* **Required work**
Give the lines below again exactly, starting with the line that holds "tail of the available queue." and going on through the line that holds "use minicloud_core::TierLimits;".

━━━━━ Data for this task ━━━━━

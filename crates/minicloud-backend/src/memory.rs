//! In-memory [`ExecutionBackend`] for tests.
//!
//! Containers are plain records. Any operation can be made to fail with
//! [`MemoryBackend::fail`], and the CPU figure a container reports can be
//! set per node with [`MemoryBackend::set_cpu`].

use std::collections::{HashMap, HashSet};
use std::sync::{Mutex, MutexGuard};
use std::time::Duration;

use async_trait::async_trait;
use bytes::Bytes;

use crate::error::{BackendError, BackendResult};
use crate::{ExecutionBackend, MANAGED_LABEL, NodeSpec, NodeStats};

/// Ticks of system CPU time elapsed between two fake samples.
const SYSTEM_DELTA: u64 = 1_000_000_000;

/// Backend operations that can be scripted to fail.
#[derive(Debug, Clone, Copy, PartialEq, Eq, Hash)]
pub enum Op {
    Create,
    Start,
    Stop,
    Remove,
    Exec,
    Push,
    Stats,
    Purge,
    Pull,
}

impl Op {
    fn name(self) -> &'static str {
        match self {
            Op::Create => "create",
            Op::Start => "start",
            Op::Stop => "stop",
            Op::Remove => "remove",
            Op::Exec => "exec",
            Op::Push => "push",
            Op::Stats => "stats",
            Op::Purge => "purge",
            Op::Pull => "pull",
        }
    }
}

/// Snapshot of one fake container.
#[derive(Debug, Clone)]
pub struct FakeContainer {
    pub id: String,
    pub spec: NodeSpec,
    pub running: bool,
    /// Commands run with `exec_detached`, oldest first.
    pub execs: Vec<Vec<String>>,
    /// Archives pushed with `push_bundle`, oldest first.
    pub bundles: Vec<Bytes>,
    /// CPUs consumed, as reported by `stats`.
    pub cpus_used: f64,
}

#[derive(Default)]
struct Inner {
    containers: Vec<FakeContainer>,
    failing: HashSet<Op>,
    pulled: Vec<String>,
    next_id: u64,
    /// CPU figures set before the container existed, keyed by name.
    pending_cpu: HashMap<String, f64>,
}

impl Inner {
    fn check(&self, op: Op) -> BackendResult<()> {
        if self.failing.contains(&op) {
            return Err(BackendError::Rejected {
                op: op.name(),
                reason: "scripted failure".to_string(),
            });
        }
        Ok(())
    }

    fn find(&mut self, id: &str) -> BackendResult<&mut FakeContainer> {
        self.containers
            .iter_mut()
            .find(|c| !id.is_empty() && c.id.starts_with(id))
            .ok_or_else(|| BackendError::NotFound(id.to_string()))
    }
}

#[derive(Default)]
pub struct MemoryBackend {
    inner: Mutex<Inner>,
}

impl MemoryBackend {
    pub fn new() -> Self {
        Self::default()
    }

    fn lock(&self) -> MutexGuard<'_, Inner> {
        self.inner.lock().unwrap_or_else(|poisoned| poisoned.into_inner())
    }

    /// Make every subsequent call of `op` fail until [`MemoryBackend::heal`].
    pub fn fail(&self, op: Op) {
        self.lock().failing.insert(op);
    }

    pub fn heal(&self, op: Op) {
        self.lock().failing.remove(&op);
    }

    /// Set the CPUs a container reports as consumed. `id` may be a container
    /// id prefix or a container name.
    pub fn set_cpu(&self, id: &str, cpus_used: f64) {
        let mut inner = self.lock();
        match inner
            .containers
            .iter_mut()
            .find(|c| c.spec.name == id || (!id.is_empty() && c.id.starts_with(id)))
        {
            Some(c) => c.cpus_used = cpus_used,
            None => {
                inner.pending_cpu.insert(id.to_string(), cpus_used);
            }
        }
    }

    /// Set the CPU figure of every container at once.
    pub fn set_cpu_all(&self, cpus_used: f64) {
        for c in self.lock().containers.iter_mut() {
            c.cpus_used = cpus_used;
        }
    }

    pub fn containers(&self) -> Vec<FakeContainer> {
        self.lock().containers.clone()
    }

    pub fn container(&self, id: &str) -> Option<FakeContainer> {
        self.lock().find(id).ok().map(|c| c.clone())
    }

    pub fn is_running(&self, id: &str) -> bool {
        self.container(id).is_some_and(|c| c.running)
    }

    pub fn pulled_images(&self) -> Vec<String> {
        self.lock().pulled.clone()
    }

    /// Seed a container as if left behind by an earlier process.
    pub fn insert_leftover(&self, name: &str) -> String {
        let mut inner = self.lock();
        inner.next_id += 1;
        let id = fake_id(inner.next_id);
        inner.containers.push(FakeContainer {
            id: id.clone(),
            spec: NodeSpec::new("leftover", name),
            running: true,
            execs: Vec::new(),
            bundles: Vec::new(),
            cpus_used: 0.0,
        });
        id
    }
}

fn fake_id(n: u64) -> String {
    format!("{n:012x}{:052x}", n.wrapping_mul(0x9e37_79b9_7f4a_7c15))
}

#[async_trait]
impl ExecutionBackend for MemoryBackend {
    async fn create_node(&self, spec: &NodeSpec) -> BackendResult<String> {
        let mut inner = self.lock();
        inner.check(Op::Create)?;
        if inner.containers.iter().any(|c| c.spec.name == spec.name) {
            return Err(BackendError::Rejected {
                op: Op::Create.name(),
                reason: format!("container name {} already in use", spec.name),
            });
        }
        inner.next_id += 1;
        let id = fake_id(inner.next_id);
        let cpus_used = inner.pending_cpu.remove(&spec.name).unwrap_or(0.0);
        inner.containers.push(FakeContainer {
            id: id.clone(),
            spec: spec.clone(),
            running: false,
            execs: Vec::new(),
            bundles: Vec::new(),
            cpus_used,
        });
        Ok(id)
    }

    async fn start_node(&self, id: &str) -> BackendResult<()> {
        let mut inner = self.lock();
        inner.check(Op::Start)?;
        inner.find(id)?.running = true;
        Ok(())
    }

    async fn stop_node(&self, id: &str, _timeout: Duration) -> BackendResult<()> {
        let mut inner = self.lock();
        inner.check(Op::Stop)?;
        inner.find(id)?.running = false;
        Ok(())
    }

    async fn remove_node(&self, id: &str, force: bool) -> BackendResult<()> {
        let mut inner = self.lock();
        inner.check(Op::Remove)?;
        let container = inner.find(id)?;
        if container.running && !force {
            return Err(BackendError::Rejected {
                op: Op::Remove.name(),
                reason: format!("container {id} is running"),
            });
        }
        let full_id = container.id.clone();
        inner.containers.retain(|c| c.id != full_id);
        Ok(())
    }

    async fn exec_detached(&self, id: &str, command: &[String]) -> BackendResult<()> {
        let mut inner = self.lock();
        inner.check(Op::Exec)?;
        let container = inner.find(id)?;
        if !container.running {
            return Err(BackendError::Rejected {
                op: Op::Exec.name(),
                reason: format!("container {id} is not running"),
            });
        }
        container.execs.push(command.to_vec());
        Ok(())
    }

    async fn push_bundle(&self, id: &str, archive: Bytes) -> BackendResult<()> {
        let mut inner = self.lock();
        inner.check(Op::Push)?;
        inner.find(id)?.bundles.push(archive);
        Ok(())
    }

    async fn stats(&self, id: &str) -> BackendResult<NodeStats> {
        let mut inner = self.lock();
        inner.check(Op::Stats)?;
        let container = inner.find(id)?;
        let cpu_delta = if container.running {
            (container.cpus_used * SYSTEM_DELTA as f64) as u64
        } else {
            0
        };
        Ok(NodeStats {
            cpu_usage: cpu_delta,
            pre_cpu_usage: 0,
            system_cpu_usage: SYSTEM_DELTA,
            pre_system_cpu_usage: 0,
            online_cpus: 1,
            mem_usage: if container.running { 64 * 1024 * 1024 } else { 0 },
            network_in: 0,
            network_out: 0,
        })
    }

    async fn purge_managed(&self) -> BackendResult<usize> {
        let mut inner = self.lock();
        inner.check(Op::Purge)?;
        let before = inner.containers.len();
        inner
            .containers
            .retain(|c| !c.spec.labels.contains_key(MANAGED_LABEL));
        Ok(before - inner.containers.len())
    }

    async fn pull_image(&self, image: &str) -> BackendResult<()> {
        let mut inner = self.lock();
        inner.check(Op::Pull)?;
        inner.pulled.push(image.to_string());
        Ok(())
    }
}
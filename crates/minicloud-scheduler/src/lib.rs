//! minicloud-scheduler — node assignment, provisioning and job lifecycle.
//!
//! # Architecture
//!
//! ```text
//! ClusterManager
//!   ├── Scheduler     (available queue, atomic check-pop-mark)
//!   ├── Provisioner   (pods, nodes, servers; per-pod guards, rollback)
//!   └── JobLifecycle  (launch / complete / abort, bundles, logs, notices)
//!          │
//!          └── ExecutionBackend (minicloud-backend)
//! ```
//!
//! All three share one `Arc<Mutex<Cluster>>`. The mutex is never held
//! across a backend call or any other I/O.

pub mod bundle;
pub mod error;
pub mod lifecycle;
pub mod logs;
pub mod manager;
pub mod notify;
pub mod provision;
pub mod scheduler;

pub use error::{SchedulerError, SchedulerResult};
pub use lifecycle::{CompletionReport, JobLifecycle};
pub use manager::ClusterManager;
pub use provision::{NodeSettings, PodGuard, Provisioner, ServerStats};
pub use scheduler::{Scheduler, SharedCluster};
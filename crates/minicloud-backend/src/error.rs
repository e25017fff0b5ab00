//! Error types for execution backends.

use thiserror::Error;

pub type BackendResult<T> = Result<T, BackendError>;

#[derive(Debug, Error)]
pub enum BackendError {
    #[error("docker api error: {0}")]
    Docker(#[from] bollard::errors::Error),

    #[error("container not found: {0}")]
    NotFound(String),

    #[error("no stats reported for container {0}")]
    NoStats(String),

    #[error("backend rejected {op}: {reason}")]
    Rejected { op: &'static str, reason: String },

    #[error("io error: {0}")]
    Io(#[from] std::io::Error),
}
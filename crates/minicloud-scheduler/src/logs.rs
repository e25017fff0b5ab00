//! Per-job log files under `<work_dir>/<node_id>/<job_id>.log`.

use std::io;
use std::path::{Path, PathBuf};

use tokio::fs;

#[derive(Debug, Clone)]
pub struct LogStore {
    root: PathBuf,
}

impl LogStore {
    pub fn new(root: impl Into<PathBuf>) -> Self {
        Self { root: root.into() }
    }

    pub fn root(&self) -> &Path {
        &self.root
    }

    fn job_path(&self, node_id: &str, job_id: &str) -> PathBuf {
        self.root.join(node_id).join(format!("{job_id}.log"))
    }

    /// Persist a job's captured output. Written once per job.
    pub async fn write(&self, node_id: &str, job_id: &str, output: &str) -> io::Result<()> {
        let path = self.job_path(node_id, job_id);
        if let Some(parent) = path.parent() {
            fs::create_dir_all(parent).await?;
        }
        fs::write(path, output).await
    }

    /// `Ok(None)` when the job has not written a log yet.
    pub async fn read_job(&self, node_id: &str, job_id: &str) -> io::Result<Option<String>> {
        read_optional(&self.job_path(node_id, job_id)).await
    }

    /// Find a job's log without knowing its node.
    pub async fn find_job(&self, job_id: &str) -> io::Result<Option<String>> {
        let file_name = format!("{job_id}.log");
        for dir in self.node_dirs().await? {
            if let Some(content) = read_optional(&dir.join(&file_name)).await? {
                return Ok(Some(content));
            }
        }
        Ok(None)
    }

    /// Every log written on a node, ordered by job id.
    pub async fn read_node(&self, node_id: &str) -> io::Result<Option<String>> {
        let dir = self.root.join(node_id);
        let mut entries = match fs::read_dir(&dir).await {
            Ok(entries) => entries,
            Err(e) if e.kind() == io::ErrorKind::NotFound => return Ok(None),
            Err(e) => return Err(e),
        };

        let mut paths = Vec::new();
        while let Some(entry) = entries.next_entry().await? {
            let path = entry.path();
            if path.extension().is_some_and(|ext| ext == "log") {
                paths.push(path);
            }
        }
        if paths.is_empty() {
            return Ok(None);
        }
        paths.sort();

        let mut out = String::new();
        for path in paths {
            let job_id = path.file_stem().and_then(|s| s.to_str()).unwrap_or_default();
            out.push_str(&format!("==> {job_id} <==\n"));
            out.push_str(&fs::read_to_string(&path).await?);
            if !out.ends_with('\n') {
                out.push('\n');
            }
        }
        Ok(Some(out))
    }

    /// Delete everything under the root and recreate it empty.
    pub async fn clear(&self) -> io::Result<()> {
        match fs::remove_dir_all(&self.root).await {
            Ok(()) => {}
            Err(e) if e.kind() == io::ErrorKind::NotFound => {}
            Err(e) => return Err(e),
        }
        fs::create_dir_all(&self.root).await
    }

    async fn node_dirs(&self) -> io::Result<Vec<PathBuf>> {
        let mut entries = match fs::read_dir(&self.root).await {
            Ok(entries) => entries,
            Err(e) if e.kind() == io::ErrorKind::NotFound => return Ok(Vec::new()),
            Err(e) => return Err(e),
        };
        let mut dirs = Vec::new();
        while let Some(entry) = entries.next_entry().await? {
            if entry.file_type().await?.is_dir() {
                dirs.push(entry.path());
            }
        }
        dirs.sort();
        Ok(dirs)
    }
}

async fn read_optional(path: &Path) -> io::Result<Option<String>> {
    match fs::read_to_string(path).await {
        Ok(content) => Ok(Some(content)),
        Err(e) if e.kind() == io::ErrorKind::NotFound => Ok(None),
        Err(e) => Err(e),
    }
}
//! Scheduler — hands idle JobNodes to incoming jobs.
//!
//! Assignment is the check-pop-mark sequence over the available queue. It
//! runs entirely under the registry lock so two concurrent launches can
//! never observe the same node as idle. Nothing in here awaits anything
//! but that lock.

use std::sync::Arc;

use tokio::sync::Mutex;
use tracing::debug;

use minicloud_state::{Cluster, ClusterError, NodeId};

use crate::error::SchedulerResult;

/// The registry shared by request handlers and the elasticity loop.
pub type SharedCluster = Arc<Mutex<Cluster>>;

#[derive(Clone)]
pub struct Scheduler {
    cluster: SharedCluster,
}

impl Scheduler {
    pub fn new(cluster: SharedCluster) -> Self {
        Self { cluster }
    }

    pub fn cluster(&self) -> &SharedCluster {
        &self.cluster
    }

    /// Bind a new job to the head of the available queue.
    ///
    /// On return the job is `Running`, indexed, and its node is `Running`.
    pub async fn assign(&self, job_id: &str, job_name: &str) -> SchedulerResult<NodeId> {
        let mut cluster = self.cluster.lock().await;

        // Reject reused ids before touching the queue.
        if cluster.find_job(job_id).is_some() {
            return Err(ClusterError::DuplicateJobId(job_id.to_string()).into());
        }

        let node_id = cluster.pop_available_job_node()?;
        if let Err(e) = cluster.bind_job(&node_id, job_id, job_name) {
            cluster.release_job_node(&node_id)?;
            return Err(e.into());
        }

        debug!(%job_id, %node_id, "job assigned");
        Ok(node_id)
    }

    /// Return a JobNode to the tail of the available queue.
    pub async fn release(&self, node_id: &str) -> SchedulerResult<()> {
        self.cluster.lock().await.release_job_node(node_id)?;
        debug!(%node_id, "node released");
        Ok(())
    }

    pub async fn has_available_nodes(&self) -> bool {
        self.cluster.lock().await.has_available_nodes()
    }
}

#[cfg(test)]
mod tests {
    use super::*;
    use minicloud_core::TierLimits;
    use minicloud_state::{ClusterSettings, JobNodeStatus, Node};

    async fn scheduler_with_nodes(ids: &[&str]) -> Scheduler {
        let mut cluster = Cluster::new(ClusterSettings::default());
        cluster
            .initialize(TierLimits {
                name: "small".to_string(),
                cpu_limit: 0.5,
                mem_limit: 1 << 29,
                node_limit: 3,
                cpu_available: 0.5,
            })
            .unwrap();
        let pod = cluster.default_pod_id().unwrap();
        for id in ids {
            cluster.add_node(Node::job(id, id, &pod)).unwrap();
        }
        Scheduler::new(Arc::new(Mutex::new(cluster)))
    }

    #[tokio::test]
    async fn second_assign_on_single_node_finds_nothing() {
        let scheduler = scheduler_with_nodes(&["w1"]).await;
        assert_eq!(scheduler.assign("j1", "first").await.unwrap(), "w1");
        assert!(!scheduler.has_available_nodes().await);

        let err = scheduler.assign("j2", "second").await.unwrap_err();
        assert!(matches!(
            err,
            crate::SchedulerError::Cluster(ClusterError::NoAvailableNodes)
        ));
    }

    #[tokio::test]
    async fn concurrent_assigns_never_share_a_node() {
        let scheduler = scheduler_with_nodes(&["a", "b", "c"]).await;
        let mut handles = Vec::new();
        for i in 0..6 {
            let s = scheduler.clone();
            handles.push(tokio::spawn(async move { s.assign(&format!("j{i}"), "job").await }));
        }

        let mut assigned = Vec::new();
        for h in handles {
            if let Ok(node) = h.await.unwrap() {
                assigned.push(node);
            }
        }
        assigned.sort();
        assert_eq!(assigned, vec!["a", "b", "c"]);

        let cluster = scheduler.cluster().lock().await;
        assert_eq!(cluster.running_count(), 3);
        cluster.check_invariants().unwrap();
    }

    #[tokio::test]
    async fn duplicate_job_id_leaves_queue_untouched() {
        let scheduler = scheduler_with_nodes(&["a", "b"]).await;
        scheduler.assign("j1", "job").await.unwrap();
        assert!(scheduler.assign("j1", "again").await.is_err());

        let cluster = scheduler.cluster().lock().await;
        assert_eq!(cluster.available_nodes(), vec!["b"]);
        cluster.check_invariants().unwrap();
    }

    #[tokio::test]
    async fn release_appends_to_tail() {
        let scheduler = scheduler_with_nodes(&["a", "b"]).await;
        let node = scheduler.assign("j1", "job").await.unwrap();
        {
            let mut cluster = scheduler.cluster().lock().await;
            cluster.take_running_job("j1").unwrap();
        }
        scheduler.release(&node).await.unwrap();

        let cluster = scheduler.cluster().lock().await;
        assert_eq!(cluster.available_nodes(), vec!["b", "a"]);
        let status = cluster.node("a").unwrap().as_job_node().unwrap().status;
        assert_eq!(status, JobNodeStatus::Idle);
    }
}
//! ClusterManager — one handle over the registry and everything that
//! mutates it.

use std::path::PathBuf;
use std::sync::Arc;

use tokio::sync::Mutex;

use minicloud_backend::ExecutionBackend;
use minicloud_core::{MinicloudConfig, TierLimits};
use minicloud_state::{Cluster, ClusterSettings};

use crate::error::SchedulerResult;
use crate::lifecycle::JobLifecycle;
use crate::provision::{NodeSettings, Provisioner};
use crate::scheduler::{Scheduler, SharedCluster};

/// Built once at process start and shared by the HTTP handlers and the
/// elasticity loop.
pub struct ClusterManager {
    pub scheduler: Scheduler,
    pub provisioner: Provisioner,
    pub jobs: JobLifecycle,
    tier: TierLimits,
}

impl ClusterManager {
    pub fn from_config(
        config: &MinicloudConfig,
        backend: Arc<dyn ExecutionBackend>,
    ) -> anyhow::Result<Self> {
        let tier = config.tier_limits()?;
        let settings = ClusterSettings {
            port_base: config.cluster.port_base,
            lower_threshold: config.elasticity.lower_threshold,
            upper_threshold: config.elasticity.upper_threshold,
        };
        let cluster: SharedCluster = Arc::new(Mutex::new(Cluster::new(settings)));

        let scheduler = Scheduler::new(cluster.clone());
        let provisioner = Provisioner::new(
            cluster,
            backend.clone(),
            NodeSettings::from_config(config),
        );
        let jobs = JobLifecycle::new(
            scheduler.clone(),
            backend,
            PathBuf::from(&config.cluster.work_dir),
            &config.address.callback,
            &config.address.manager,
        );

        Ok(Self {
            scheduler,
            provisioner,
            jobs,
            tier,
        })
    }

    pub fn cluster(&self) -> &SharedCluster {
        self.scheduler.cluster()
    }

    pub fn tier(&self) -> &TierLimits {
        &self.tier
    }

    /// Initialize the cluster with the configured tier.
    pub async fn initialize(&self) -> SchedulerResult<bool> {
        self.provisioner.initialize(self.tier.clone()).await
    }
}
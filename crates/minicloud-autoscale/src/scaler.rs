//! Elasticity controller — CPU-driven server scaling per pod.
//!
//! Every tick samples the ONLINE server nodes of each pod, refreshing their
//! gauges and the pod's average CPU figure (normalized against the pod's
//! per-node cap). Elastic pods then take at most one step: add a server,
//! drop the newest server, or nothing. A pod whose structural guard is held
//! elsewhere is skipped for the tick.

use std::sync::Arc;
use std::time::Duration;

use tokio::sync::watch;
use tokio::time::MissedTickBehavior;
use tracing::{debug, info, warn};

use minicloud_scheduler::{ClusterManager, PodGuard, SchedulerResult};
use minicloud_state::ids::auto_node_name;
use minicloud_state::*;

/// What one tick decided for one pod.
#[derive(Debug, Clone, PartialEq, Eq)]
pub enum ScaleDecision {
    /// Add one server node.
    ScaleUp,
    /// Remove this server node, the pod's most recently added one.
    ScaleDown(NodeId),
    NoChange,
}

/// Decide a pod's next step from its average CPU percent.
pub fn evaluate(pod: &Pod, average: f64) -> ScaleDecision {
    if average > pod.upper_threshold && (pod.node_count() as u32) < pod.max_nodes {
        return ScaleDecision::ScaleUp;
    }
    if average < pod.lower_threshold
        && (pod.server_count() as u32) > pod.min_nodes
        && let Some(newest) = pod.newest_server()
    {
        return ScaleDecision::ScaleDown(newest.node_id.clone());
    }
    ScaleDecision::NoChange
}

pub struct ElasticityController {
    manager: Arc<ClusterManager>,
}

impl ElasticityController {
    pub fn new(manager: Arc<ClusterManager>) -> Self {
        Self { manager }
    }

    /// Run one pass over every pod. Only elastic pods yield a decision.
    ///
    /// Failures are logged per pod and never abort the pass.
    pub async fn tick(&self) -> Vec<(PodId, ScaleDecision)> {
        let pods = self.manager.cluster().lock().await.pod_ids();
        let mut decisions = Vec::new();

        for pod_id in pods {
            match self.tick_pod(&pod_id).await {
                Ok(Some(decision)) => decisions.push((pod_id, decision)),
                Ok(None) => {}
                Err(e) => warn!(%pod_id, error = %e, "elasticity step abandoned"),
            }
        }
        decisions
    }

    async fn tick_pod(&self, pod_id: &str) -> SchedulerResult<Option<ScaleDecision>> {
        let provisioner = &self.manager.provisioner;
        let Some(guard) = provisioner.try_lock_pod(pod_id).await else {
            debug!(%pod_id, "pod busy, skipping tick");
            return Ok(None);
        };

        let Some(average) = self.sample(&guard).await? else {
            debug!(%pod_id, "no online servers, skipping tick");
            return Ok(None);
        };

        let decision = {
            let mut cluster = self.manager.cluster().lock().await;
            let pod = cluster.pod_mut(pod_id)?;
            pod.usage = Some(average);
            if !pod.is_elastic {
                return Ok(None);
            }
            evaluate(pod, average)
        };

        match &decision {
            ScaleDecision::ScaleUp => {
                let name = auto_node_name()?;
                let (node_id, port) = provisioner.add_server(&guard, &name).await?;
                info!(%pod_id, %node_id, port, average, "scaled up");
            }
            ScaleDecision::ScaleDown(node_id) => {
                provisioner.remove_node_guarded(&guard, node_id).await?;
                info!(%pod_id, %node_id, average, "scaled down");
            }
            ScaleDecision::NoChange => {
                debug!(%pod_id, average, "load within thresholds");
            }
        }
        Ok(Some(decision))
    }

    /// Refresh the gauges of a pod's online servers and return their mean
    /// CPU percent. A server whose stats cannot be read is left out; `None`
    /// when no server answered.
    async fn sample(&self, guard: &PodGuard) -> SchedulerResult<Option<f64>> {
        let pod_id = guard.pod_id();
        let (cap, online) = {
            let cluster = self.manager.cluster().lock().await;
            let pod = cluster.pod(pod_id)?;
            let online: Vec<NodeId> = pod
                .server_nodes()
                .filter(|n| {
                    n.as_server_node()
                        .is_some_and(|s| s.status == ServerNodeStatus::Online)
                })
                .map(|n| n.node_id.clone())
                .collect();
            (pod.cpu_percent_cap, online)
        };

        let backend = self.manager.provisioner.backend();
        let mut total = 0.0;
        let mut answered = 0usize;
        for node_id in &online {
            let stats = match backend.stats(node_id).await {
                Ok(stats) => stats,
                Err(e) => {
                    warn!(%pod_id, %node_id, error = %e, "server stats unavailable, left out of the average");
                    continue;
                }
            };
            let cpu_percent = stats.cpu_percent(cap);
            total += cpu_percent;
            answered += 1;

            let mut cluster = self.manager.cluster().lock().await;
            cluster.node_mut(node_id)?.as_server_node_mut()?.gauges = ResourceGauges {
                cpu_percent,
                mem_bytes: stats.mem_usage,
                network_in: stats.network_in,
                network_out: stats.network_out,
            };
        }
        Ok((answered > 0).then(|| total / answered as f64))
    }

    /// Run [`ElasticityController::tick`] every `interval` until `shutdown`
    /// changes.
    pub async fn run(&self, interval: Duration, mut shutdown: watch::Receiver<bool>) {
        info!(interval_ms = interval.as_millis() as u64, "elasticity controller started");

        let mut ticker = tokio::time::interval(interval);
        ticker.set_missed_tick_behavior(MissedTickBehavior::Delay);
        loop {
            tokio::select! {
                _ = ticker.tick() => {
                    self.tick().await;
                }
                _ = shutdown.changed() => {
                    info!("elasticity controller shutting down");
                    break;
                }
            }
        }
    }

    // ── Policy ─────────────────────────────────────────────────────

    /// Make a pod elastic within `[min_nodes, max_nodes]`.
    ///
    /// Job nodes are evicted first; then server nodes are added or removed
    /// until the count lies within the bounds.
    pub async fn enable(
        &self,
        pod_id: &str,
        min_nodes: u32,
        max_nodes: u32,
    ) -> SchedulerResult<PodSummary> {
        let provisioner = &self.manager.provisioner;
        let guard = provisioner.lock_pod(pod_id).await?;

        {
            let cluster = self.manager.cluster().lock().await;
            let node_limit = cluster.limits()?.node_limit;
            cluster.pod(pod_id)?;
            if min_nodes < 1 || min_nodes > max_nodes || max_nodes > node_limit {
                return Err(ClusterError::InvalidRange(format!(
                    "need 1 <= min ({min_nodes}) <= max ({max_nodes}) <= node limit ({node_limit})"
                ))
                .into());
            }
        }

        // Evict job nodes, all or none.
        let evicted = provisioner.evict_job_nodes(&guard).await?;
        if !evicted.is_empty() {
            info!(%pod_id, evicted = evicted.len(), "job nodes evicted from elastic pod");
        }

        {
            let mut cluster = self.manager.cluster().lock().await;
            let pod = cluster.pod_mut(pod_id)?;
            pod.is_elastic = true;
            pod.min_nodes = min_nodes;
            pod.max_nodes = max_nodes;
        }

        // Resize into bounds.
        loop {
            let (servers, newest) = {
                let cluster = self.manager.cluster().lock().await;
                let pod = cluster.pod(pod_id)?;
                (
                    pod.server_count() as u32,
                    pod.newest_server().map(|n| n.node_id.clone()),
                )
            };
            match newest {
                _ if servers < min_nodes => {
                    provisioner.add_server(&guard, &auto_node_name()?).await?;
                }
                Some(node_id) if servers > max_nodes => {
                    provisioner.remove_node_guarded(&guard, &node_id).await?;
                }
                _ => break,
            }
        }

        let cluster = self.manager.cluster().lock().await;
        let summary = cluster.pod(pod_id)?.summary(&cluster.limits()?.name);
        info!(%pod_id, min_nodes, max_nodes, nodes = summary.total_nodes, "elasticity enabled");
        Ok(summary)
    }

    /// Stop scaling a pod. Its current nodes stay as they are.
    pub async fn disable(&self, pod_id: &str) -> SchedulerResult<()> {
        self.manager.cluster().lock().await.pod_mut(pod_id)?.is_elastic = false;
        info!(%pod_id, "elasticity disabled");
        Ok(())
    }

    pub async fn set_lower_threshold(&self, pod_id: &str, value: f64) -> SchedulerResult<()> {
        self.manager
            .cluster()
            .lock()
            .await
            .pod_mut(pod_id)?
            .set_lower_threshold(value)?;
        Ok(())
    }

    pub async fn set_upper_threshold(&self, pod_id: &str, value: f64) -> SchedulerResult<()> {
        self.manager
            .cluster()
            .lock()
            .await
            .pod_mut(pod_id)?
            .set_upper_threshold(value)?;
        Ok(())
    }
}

━━━━━

* **Answer for this exercise**
    /// Return a JobNode to the tail of the available queue.
    pub async fn release(&self, node_id: &str) -> SchedulerResult<()> {
        self.cluster.lock().await.release_job_node(node_id)?;
        debug!(%node_id, "node released");
        Ok(())
    }

    pub async fn has_available_nodes(&self) -> bool {
        self.cluster.lock().await.has_available_nodes()
    }
}

#[cfg(test)]
mod tests {
    use super::*;
    use minicloud_core::TierLimits;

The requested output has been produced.